タイトルTeam of Rivals: The Political Genius of Abraham Lincoln
発売日販売日未定
製作者Doris Kearns Goodwin
販売元Simon & Schuster Audio
JANコード9780743539135
カテゴリ » 洋書 » By Publisher » Simon & Schuster

購入者の感想

本書(“Team of Rivals”)は、ペーパーバックの本文だけで750頁、二箇所ある貴重な写真頁に注釈と索引を含めると900頁を超える大著である。しかも、翻訳が未だ無いので当然原書を英語で読むことになる。映画の原作本(“The Notebook”)位しか英語の本を読んだことがなかったのに、オバマ新大統領の愛読書だという理由だけで本書を手にした余りの無謀さに自分でも可笑しくなった。でも、オバマは言っている。’Yes,we can!’と。私の中でChangeがその時Challengeに変わり、二ヶ月弱で読了することが出来た。
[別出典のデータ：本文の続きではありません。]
//! In-memory dashboard sessions.
//!
//! Sessions expire after a period without requests. Every successful
//! lookup or event restamps the session; expired sessions are dropped
//! lazily on access and in bulk whenever a new session is created.

use chrono::{DateTime, TimeDelta, Utc};
use quake_map_cache::TtlCache;
use quake_map_dashboard::{DashboardEvent, SelectionState, reduce};
use thiserror::Error;
use uuid::Uuid;

/// Default idle time after which a session is forgotten, in minutes.
pub const DEFAULT_SESSION_IDLE_MINUTES: i64 = 60;

/// Why an event could not be applied.
#[derive(Debug, Error, PartialEq, Eq)]
pub enum SessionError {
    /// No live session with this ID exists.
    #[error("Session {0} not found")]
    NotFound(Uuid),

    /// A year click was made against an outdated bar chart.
    #[error("Stale selection version {sent} (current is {current})")]
    Stale {
        /// Version sent by the client.
        sent: u64,
        /// Version held by the session.
        current: u64,
    },
}

/// Independent selection state per browser session.
#[derive(Debug)]
pub struct SessionStore {
    sessions: TtlCache<Uuid, SelectionState>,
}

impl Default for SessionStore {
    fn default() -> Self {
        Self::new(TimeDelta::minutes(DEFAULT_SESSION_IDLE_MINUTES))
    }
}

impl SessionStore {
    /// Creates a store whose sessions expire after `idle` without use.
    #[must_use]
    pub const fn new(idle: TimeDelta) -> Self {
        Self {
            sessions: TtlCache::with_ttl(idle),
        }
    }

    /// Creates a session with the default selection.
    pub fn create(&self) -> (Uuid, SelectionState) {
        self.create_at(Utc::now())
    }

    /// Creates a session at `now`, first dropping every expired one.
    pub fn create_at(&self, now: DateTime<Utc>) -> (Uuid, SelectionState) {
        self.sessions.purge_expired_at(now);

        let id = Uuid::new_v4();
        let state = SelectionState::default();
        self.sessions.insert_at(id, state.clone(), now);
        log::debug!("Created session {id} ({} live)", self.sessions.len());
        (id, state)
    }

    /// Current selection of session `id`.
    pub fn get(&self, id: Uuid) -> Option<SelectionState> {
        self.get_at(id, Utc::now())
    }

    /// Current selection of session `id` at `now`, keeping it alive.
    pub fn get_at(&self, id: Uuid, now: DateTime<Utc>) -> Option<SelectionState> {
        self.sessions.update_at(&id, now, |state| state.clone())
    }

    /// Applies `event` to session `id` and returns the new selection.
    ///
    /// # Errors
    ///
    /// * [`SessionError::NotFound`] for an unknown or expired session
    /// * [`SessionError::Stale`] if `event` selects a year and `version` is
    ///   older than the session's
    pub fn apply(
        &self,
        id: Uuid,
        version: Option<u64>,
        event: DashboardEvent,
    ) -> Result<SelectionState, SessionError> {
        self.apply_at(id, version, event, Utc::now())
    }

    /// [`Self::apply`] at `now`.
    ///
    /// # Errors
    ///
    /// See [`Self::apply`].
    pub fn apply_at(
        &self,
        id: Uuid,
        version: Option<u64>,
        event: DashboardEvent,
        now: DateTime<Utc>,
    ) -> Result<SelectionState, SessionError> {
        self.sessions
            .update_at(&id, now, |state| {
                if let (DashboardEvent::SelectYear { .. }, Some(sent)) = (&event, version)
                    && state.is_stale(sent)
                {
                    return Err(SessionError::Stale {
                        sent,
                        current: state.version,
                    });
                }

                *state = reduce(state.clone(), event);
                Ok(state.clone())
            })
            .ok_or(SessionError::NotFound(id))?
    }

    /// Ends session `id`, returning whether it existed.
    pub fn remove(&self, id: Uuid) -> bool {
        self.sessions.invalidate(&id)
    }

    /// Number of stored sessions, including expired ones not yet purged.
    pub fn len(&self) -> usize {
        self.sessions.len()
    }

    /// Whether there are no stored sessions.
    pub fn is_empty(&self) -> bool {
        self.sessions.is_empty()
    }
}

#[cfg(test)]
mod tests {
    use super::*;

    fn at(minutes: i64) -> DateTime<Utc> {
        DateTime::<Utc>::UNIX_EPOCH + TimeDelta::minutes(minutes)
    }

    fn store() -> SessionStore {
        SessionStore::new(TimeDelta::minutes(30))
    }

    #[test]
    fn sessions_are_independent() {
        let store = SessionStore::default();
        let (a, _) = store.create();
        let (b, _) = store.create();

        store
            .apply(a, None, DashboardEvent::SelectYear { year: 2017 })
            .unwrap();

        assert_eq!(store.get(a).unwrap().selected_year, Some(2017));
        assert_eq!(store.get(b).unwrap().selected_year, None);
        assert_eq!(store.len(), 2);
    }

    #[test]
    fn unknown_session() {
        let store = SessionStore::default();
        let id = Uuid::new_v4();
        assert_eq!(
            store.apply(id, None, DashboardEvent::ShowAllYears),
            Err(SessionError::NotFound(id))
        );
    }

    #[test]
    fn stale_year_click_is_rejected() {
        let store = SessionStore::default();
        let (id, _) = store.create();
        store.apply(id, Some(0), DashboardEvent::ShowAllYears).unwrap();

        let err = store
            .apply(id, Some(0), DashboardEvent::SelectYear { year: 2020 })
            .unwrap_err();
        assert_eq!(err, SessionError::Stale { sent: 0, current: 1 });
        assert_eq!(store.get(id).unwrap().selected_year, None);

        let state = store
            .apply(id, Some(1), DashboardEvent::SelectYear { year: 2020 })
            .unwrap();
        assert_eq!(state.selected_year, Some(2020));
    }

    #[test]
    fn old_version_still_changes_region() {
        let store = SessionStore::default();
        let (id, _) = store.create();
        store.apply(id, None, DashboardEvent::ShowAllYears).unwrap();
        let state = store
            .apply(
                id,
                Some(0),
                DashboardEvent::SelectRegion {
                    region: "Italy".to_string(),
                },
            )
            .unwrap();
        assert_eq!(state.selected_region, "Italy");
    }

    #[test]
    fn idle_sessions_expire() {
        let store = store();
        let (id, _) = store.create_at(at(0));
        assert!(store.get_at(id, at(29)).is_some());
        // The lookup at 0:29 kept it alive until 0:59.
        assert!(store.get_at(id, at(58)).is_some());
        assert_eq!(store.get_at(id, at(200)), None);
        assert_eq!(
            store.apply_at(id, None, DashboardEvent::ShowAllYears, at(200)),
            Err(SessionError::NotFound(id))
        );
    }

    #[test]
    fn events_keep_sessions_alive() {
        let store = store();
        let (id, _) = store.create_at(at(0));
        store
            .apply_at(id, None, DashboardEvent::ShowAllYears, at(25))
            .unwrap();
        assert!(store.get_at(id, at(50)).is_some());
    }

    #[test]
    fn creating_purges_expired_sessions() {
        let store = store();
        for _ in 0..1_000 {
            store.create_at(at(0));
        }
        assert_eq!(store.len(), 1_000);

        let (fresh, _) = store.create_at(at(31));
        assert_eq!(store.len(), 1);
        assert!(store.get_at(fresh, at(31)).is_some());
    }

    #[test]
    fn removed_session_is_gone() {
        let store = SessionStore::default();
        let (id, _) = store.create();
        assert!(store.remove(id));
        assert!(!store.remove(id));
        assert_eq!(store.get(id), None);
        assert!(store.is_empty());
    }
}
リンカーンといえば奴隷解放を実現した誰でも知っている歴史上の偉人だ。ラシュモア山に刻まれた横顔や記念館の入り口に腰掛けた巨大な石像から受ける印象は、その風貌と相俟って風雪に耐える大樹の如くいかめしい。残念ながら南北戦争時代の米国に関して、映画(「風と共に去りぬ」「ギャング・オブ・ニューヨーク」「ナショナル・トレジャー/リンカーン暗殺者の日記」など)から仕入れた貧弱な予備知識しか持ち合わせていない私を、当然のことに数多い歴史用語が戸惑わせる。幸いなことに本書には注釈と索引が完備されているし、主要な用語(例えば’Copperheads’=心情的に南部連合に同情を寄せる北部人)なども大抵の英和辞典にちゃんと載っているから余り心配はいらない。

本書は政治学的アプローチを試みた歴史研究の本としての枠を超えて、著者が女性だからなのか、リンカーンの家族はもとより、政治的ライバル達の家族(妻や娘、息子たち)に注がれる眼差しが柔らかく、暖かい。同時代的な証言者としての彼女ら、彼らの手紙や日記からの引用が多くて、リンカーンだけでなく閣僚たちの人となりや考え方の相違、政治上の対立構造が手に取るように判る。更に当時の立場の異なる新聞の論説や他の研究者の論評が加わり、史実の裏付けと迫真性が増している。